The reason we're all using (or pretending to use) LLMs now is not because they're good. It's almost entirely unrelated.

mvr123456

a day ago

Looking at LLMs as a less-than-completely-reliable compiler is a good idea, but it's misleading to think of them as natural-language-to-implementation compiler because they are actually an anything-to-anything compiler.

If you don't like the results or the process, you have to switch targets or add new intermediates. For example instead of doing description -> implementation, do description -> spec -> plan -> implementation

raw_anon_1111

20 hours ago

> My stance has been pretty rigid for some time: LLMs hallucinate, so they aren’t reliable building blocks. If you can’t rely on the translation step, you can’t treat it as a serious abstraction layer because it provides no stable guarantees about the underlying system.

This is technically true. But unimportant. When I write code in a higher level language and it gets compiled to machine code, ultimately I am testing statically generated code for correctness. I don’t care what type of weird tricks the compiler did for optimizations.

How is that any different than when someone is testing LLM generated C code? I’m still testing C code that isn’t going to magically be changed by the LLM without my intervention anymore than my C code is going to be changed without my recompiling it.

On this latest project I was on, the Python generated code by Codex was “correct” with the happy path. But there were subtle bugs in the distributed locking mechanics and some other concurrency controls I specified. Ironically, those were both caught by throwing the code in ChatGPT in thinking mode.

No one is using an LLM to compute is a number even or odd at runtime.

rileymichael

20 hours ago

> I don’t care what type of weird tricks the compiler did for optimizations.

you might not, but plenty of others do. on the jvm for example, anyone building a performance sensitive application has to care about what the compiler emits + how the jit behaves. simple things like accidental boxing, megamorphic call preventing inlining, etc. have massive effects.

i've spent many hours benchmarking, inspecting in jitwatch, etc.

raw_anon_1111

19 hours ago

And 95%+ developers aren’t writing performance sensitive code. In my career, most bottlenecks I’ve seen are because of bad database design, network latency, or other infrastructure related issuesor in the cloud days startup latency for anything serviceless.

Yes I know every millisecond a company like Google can shave off, is multiplied by billions of transactions a day and can save real money on infrastructure.
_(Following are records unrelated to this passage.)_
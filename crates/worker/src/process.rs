//! Child-process runner for the external media toolchain.
//!
//! Spawns a tool with stdin detached and a fixed environment, captures its
//! streams (or appends them to a caller-supplied sink file), and enforces a
//! deadline. On timeout the child is killed and reaped so no zombie
//! survives.

use std::path::Path;
use std::process::Stdio;
use std::time::Duration;
use thiserror::Error;
use tokio::io::AsyncReadExt;
use tokio::process::Command;
use tokio::time;

/// Deadline applied to probe invocations.
pub const PROBE_TIMEOUT: Duration = Duration::from_secs(300);

/// Deadline applied to each crop-detection sample.
pub const CROP_SAMPLE_TIMEOUT: Duration = Duration::from_secs(60);

/// Error type for child-process execution.
#[derive(Debug, Error)]
pub enum ProcessError {
    /// The argv vector was empty.
    #[error("Empty command line")]
    EmptyCommandLine,

    /// The child could not be spawned at all.
    #[error("Failed to spawn {program}: {source}")]
    Spawn {
        program: String,
        source: std::io::Error,
    },

    /// The child exited with a non-zero status.
    #[error("{program} exited with status {code}: {detail}")]
    ProcessFailed {
        program: String,
        code: i32,
        detail: String,
    },

    /// The child was killed by a signal.
    #[error("{program} was terminated by a signal")]
    Terminated { program: String },

    /// The deadline elapsed before the child exited.
    #[error("{program} timed out after {timeout_secs} s")]
    Timeout { program: String, timeout_secs: u64 },

    /// IO error while driving the child.
    #[error("IO error: {0}")]
    Io(#[from] std::io::Error),
}

/// Captured result of a successful child run.
#[derive(Debug, Clone)]
pub struct CommandOutput {
    pub exit_code: i32,
    pub stdout: Vec<u8>,
    pub stderr: Vec<u8>,
}

impl CommandOutput {
    pub fn stdout_str(&self) -> String {
        String::from_utf8_lossy(&self.stdout).into_owned()
    }

    pub fn stderr_str(&self) -> String {
        String::from_utf8_lossy(&self.stderr).into_owned()
    }
}

/// Base command: stdin detached, no shell, current environment plus
/// `TERM=dumb` and a glibc arena cap to limit allocator fragmentation in
/// long-running encoder children.
fn base_command(argv: &[String]) -> Result<(String, Command), ProcessError> {
    let (program, args) = argv.split_first().ok_or(ProcessError::EmptyCommandLine)?;
    let mut cmd = Command::new(program);
    cmd.args(args);
    cmd.stdin(Stdio::null());
    cmd.env("TERM", "dumb");
    cmd.env("MALLOC_ARENA_MAX", "2");
    cmd.kill_on_drop(true);
    Ok((program.clone(), cmd))
}

/// Run a tool to completion, capturing both streams.
///
/// Returns `ProcessFailed` on non-zero exit (with trimmed stderr in the
/// message) and `Timeout` when the deadline elapses; pass `None` for
/// passes that must run unbounded.
pub async fn run(
    argv: &[String],
    timeout: Option<Duration>,
) -> Result<CommandOutput, ProcessError> {
    let (program, mut cmd) = base_command(argv)?;
    cmd.stdout(Stdio::piped());
    cmd.stderr(Stdio::piped());

    let mut child = cmd.spawn().map_err(|source| ProcessError::Spawn {
        program: program.clone(),
        source,
    })?;

    let mut stdout_pipe = child.stdout.take();
    let mut stderr_pipe = child.stderr.take();
    let mut stdout = Vec::new();
    let mut stderr = Vec::new();

    // Both pipes drain concurrently with the wait; draining one after the
    // other can deadlock against a child blocked on a full pipe.
    let wait = async {
        let drain_out = async {
            if let Some(pipe) = stdout_pipe.as_mut() {
                pipe.read_to_end(&mut stdout).await?;
            }
            Ok::<_, std::io::Error>(())
        };
        let drain_err = async {
            if let Some(pipe) = stderr_pipe.as_mut() {
                pipe.read_to_end(&mut stderr).await?;
            }
            Ok::<_, std::io::Error>(())
        };
        let (out, err, status) = tokio::join!(drain_out, drain_err, child.wait());
        out?;
        err?;
        status
    };

    let status = match timeout {
        Some(limit) => match time::timeout(limit, wait).await {
            Ok(status) => status?,
            Err(_) => {
                // Terminate, then await the exit so the child is reaped.
                let _ = child.kill().await;
                return Err(ProcessError::Timeout {
                    program,
                    timeout_secs: limit.as_secs(),
                });
            }
        },
        None => wait.await?,
    };

    exit_status_to_result(&program, status, stdout, stderr)
}

/// Run a tool with both streams appended to a sink file.
///
/// Used by the encoder driver so pass output accumulates in the job's
/// token log. No deadline: encoding passes run unbounded.
pub async fn run_with_sink(argv: &[String], sink: &Path) -> Result<(), ProcessError> {
    let (program, mut cmd) = base_command(argv)?;

    let out_file = std::fs::OpenOptions::new()
        .create(true)
        .append(true)
        .open(sink)?;
    let err_file = out_file.try_clone()?;
    cmd.stdout(Stdio::from(out_file));
    cmd.stderr(Stdio::from(err_file));

    let mut child = cmd.spawn().map_err(|source| ProcessError::Spawn {
        program: program.clone(),
        source,
    })?;
    let status = child.wait().await?;

    exit_status_to_result(&program, status, Vec::new(), Vec::new()).map(|_| ())
}

fn exit_status_to_result(
    program: &str,
    status: std::process::ExitStatus,
    stdout: Vec<u8>,
    stderr: Vec<u8>,
) -> Result<CommandOutput, ProcessError> {
    if status.success() {
        return Ok(CommandOutput {
            exit_code: 0,
            stdout,
            stderr,
        });
    }
    match status.code() {
        Some(code) => {
            let detail = if stderr.is_empty() {
                "output captured in job log".to_string()
            } else {
                String::from_utf8_lossy(&stderr).trim().to_string()
            };
            Err(ProcessError::ProcessFailed {
                program: program.to_string(),
                code,
                detail,
            })
        }
        None => Err(ProcessError::Terminated {
            program: program.to_string(),
        }),
    }
}

#[cfg(test)]
mod tests {
    use super::*;
    use tempfile::TempDir;

    fn argv(parts: &[&str]) -> Vec<String> {
        parts.iter().map(|s| s.to_string()).collect()
    }

    #[tokio::test]
    async fn test_run_captures_stdout() {
        let out = run(&argv(&["sh", "-c", "echo hello"]), None).await.unwrap();
        assert_eq!(out.exit_code, 0);
        assert_eq!(out.stdout_str().trim(), "hello");
    }

    #[tokio::test]
    async fn test_run_captures_stderr_on_failure() {
        let err = run(&argv(&["sh", "-c", "echo broken >&2; exit 3"]), None)
            .await
            .unwrap_err();
        match err {
            ProcessError::ProcessFailed { code, detail, .. } => {
                assert_eq!(code, 3);
                assert!(detail.contains("broken"));
            }
            other => panic!("unexpected error: {other}"),
        }
    }

    #[tokio::test]
    async fn test_run_times_out_and_reaps() {
        let err = run(
            &argv(&["sh", "-c", "sleep 30"]),
            Some(Duration::from_millis(100)),
        )
        .await
        .unwrap_err();
        assert!(matches!(err, ProcessError::Timeout { .. }));
    }

    #[tokio::test]
    async fn test_run_spawn_failure() {
        let err = run(&argv(&["/nonexistent/tool-xyz"]), None)
            .await
            .unwrap_err();
        assert!(matches!(err, ProcessError::Spawn { .. }));
    }

    #[tokio::test]
    async fn test_empty_command_line() {
        let err = run(&[], None).await.unwrap_err();
        assert!(matches!(err, ProcessError::EmptyCommandLine));
    }

    #[tokio::test]
    async fn test_child_env_fixed() {
        let out = run(&argv(&["sh", "-c", "echo $TERM $MALLOC_ARENA_MAX"]), None)
            .await
            .unwrap();
        assert_eq!(out.stdout_str().trim(), "dumb 2");
    }

    #[tokio::test]
    async fn test_run_with_sink_appends() {
        let dir = TempDir::new().unwrap();
        let sink = dir.path().join("job.token");
        std::fs::write(&sink, "first line\n").unwrap();

        run_with_sink(&argv(&["sh", "-c", "echo from child"]), &sink)
            .await
            .unwrap();

        let content = std::fs::read_to_string(&sink).unwrap();
        assert!(content.starts_with("first line\n"));
        assert!(content.contains("from child"));
    }

    #[tokio::test]
    async fn test_run_with_sink_failure_keeps_log() {
        let dir = TempDir::new().unwrap();
        let sink = dir.path().join("job.token");

        let err = run_with_sink(&argv(&["sh", "-c", "echo diag >&2; exit 1"]), &sink)
            .await
            .unwrap_err();
        assert!(matches!(err, ProcessError::ProcessFailed { code: 1, .. }));

        let content = std::fs::read_to_string(&sink).unwrap();
        assert!(content.contains("diag"));
    }
}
But even at a second tier company like Salesforce, it probably doesn’t matter

rileymichael

16 hours ago

it all matters. if more people took pride in their craft and understood the behavior of their tools, modern software wouldn’t be so horrid

raw_anon_1111

16 hours ago

To a first approximation, no one gets paid to write bespoke hand crafted software. We get paid to make the company more money or save the company more money than the fully allocated cost to employ us to make computers do things. I take “pride” in the fact that software and implementations I designed meets the requirements of the people that paid me to write it - whether that be by a combination of my work and my delegated work to humans or LLMs

Over the past decade, part of my job has been to design systems, talk to “stakeholders” and delegate some work and do some myself. I’m neither a web developer nor a mobile developer.

I don’t look at a line of code for those types of implementations. I do make sure they work. From my perspective, those that I delegated to might as well be “human LLMs”.

pjmlp

19 hours ago

Which is a good example on how managed runtimes are already not deterministic and how hard it is to reproduce scenarios.

raw_anon_1111

18 hours ago

I agree, in my original comment, I went out of the way to say “C” in my hypothetical argument.

But even with C, it’s still not completely deterministic with out of order and predictive branching, cache hits vs misses etc. Didn’t exactly this cause some of the worse processor level security issues we had seen in years?

skydhash

20 hours ago

Because for all high level languages, errors happen at the same level of the language. You do not write programs in Go and then verify it in opcodes with a dissasembler. Incorrect syntax and runtime reference the Go files and symbols, not CPU registers.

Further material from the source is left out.